‘If the present rate of acceleration of the disease continues for a few more weeks, civilization could easily disappear from the face of the earth,’ said scientist Victor Vaughan of the University of Michigan Medical School, back in 1918.
During the Great War, more commonly known as World War I, a flu pandemic was spreading around the world. The death toll from this pandemic surpassed that of all military deaths in both World War I and World War II.
Authorities told people that this strain was just ‘ordinary influenza’, yet it was lethal. The actual people had neighbors and partners dying, some within 24 hours after symptoms arose. Some people bled from their mouths, ears, nose, and eyes, as a result of catching this virus.
In Wellington, New Zealand’s capital, a doctor was reported to have stepped outside his emergency hospital to notice no one on the street — in the middle of the afternoon. He’s quoted as saying, ‘…it’s a city of the dead.’ That was the type of fear which drove everyone inside.

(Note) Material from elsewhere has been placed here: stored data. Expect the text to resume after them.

//! Logging setup.
//!
//! Filter: `OSOBA_LOG`, then `RUST_LOG`, then `info`. `OSOBA_LOG_FORMAT=json`
//! switches stderr output to JSON lines. With the `otel` feature, spans are
//! also exported over OTLP/HTTP when `OTEL_EXPORTER_OTLP_ENDPOINT` is set.

use tracing_subscriber::prelude::*;
use tracing_subscriber::{EnvFilter, Layer, Registry};

/// Flushes exporters on drop. Hold it for the life of `main`.
#[derive(Default)]
pub struct TelemetryGuard {
    #[cfg(feature = "otel")]
    provider: Option<opentelemetry_sdk::trace::SdkTracerProvider>,
}

impl Drop for TelemetryGuard {
    fn drop(&mut self) {
        #[cfg(feature = "otel")]
        if let Some(provider) = self.provider.take()
            && let Err(e) = provider.shutdown()
        {
            eprintln!("warning: flushing traces failed: {e}");
        }
    }
}

fn env_filter() -> EnvFilter {
    ["OSOBA_LOG", "RUST_LOG"]
        .into_iter()
        .filter_map(|var| std::env::var(var).ok())
        .find_map(|directives| EnvFilter::try_new(directives).ok())
        .unwrap_or_else(|| EnvFilter::new("info"))
}

fn json_requested() -> bool {
    std::env::var("OSOBA_LOG_FORMAT").is_ok_and(|v| v.eq_ignore_ascii_case("json"))
}

/// Install the global subscriber. Safe to call more than once; later calls
/// leave the first subscriber in place.
pub fn init() -> TelemetryGuard {
    #[allow(unused_mut)]
    let mut guard = TelemetryGuard::default();
    let mut layers: Vec<Box<dyn Layer<Registry> + Send + Sync>> = Vec::new();

    if json_requested() {
        layers.push(
            tracing_subscriber::fmt::layer()
                .json()
                .with_writer(std::io::stderr)
                .boxed(),
        );
    } else {
        layers.push(
            tracing_subscriber::fmt::layer()
                .with_writer(std::io::stderr)
                .with_target(false)
                .boxed(),
        );
    }

    #[cfg(feature = "otel")]
    if let Some((layer, provider)) = otel::layer() {
        layers.push(layer);
        guard.provider = Some(provider);
    }

    let _ = tracing_subscriber::registry()
        .with(layers)
        .with(env_filter())
        .try_init();
    guard
}

#[cfg(feature = "otel")]
mod otel {
    use opentelemetry::trace::TracerProvider as _;
    use opentelemetry_sdk::Resource;
    use opentelemetry_sdk::trace::SdkTracerProvider;
    use tracing_subscriber::{Layer, Registry};

    pub(super) fn layer() -> Option<(Box<dyn Layer<Registry> + Send + Sync>, SdkTracerProvider)> {
        std::env::var_os("OTEL_EXPORTER_OTLP_ENDPOINT")?;
        let exporter = match opentelemetry_otlp::SpanExporter::builder()
            .with_http()
            .build()
        {
            Ok(exporter) => exporter,
            Err(e) => {
                eprintln!("warning: OTLP exporter disabled: {e}");
                return None;
            }
        };
        let provider = SdkTracerProvider::builder()
            .with_batch_exporter(exporter)
            .with_resource(Resource::builder().with_service_name("osoba").build())
            .build();
        let tracer = provider.tracer("osoba");
        let layer = tracing_opentelemetry::layer().with_tracer(tracer).boxed();
        Some((layer, provider))
    }
}
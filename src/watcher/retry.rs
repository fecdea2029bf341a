//! Bounded retry with exponential backoff for provider calls inside a tick.

use std::time::Duration;

use rand::Rng;

use crate::config::RetryConfig;
use crate::github::GitHubError;
use crate::shutdown::Shutdown;

/// Upper bound on a single backoff sleep.
pub const MAX_DELAY: Duration = Duration::from_secs(300);

#[derive(Debug, Clone, Copy, PartialEq, Eq)]
pub struct RetryPolicy {
    pub max_attempts: u32,
    pub base_delay: Duration,
}

impl RetryPolicy {
    pub const fn new(max_attempts: u32, base_delay: Duration) -> Self {
        Self {
            max_attempts,
            base_delay,
        }
    }

    pub const fn from_config(config: &RetryConfig) -> Self {
        Self::new(config.max_attempts, Duration::from_millis(config.base_delay_ms))
    }

    /// Delay before retry number `attempt` (1-based), with ±25% jitter,
    /// capped at [`MAX_DELAY`].
    pub fn delay(&self, attempt: u32) -> Duration {
        let exp = self.base_delay.saturating_mul(2u32.saturating_pow(attempt.saturating_sub(1)));
        let jitter = rand::rng().random_range(0.75..=1.25);
        Duration::try_from_secs_f64(exp.as_secs_f64() * jitter)
            .unwrap_or(MAX_DELAY)
            .min(MAX_DELAY)
    }
}

/// Errors GitHub told us are permanent are not worth a second try.
fn is_retryable(err: &anyhow::Error) -> bool {
    err.chain()
        .find_map(|e| e.downcast_ref::<GitHubError>())
        .is_none_or(GitHubError::is_transient)
}

/// Run `op` up to `policy.max_attempts` times.
///
/// Gives up early on a permanent GitHub error or when `shutdown` fires during
/// a backoff sleep. The last error is returned.
pub fn with_retry<T>(
    policy: &RetryPolicy,
    shutdown: &Shutdown,
    what: &str,
    mut op: impl FnMut() -> anyhow::Result<T>,
) -> anyhow::Result<T> {
    let mut attempt = 1;
    loop {
        match op() {
            Ok(value) => return Ok(value),
            Err(e) if attempt >= policy.max_attempts || !is_retryable(&e) => return Err(e),
            Err(e) => {
                let delay = policy.delay(attempt);
                tracing::warn!(
                    what,
                    attempt,
                    max_attempts = policy.max_attempts,
                    delay_ms = u64::try_from(delay.as_millis()).unwrap_or(u64::MAX),
                    error = %format!("{e:#}"),
                    "retrying"
                );
                if shutdown.wait(delay) {
                    return Err(e.context("shutdown requested during retry"));
                }
                attempt += 1;
            }
        }
    }
}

The health officials, and those in charge, took this stance of not reporting the true facts, because of the war, historian John M. Barry says in his new book, The Great Influenza: The Story of the Deadliest Pandemic in History. It was all about morale back then, as it was important to maintain a certain level because of the soldiers fighting, and the families back home.
“I think ultimately society is based on trust, and once you breach that trust, then people become alienated, particularly from authority. And the worse things get, the more you feel it’s everybody out for himself, or herself.” — John M. Barry
The death toll was estimated to be between 50 and 100 million. When factoring in the population today, if it occurred now it would be around 200-450 million.
While in more recent years, the truth has been harder to find, but so many secrets are now being revealed. I think are all feeling relief, each time new information comes out.
“If you want society to continue to function I think you need to tell the truth,” Barry says.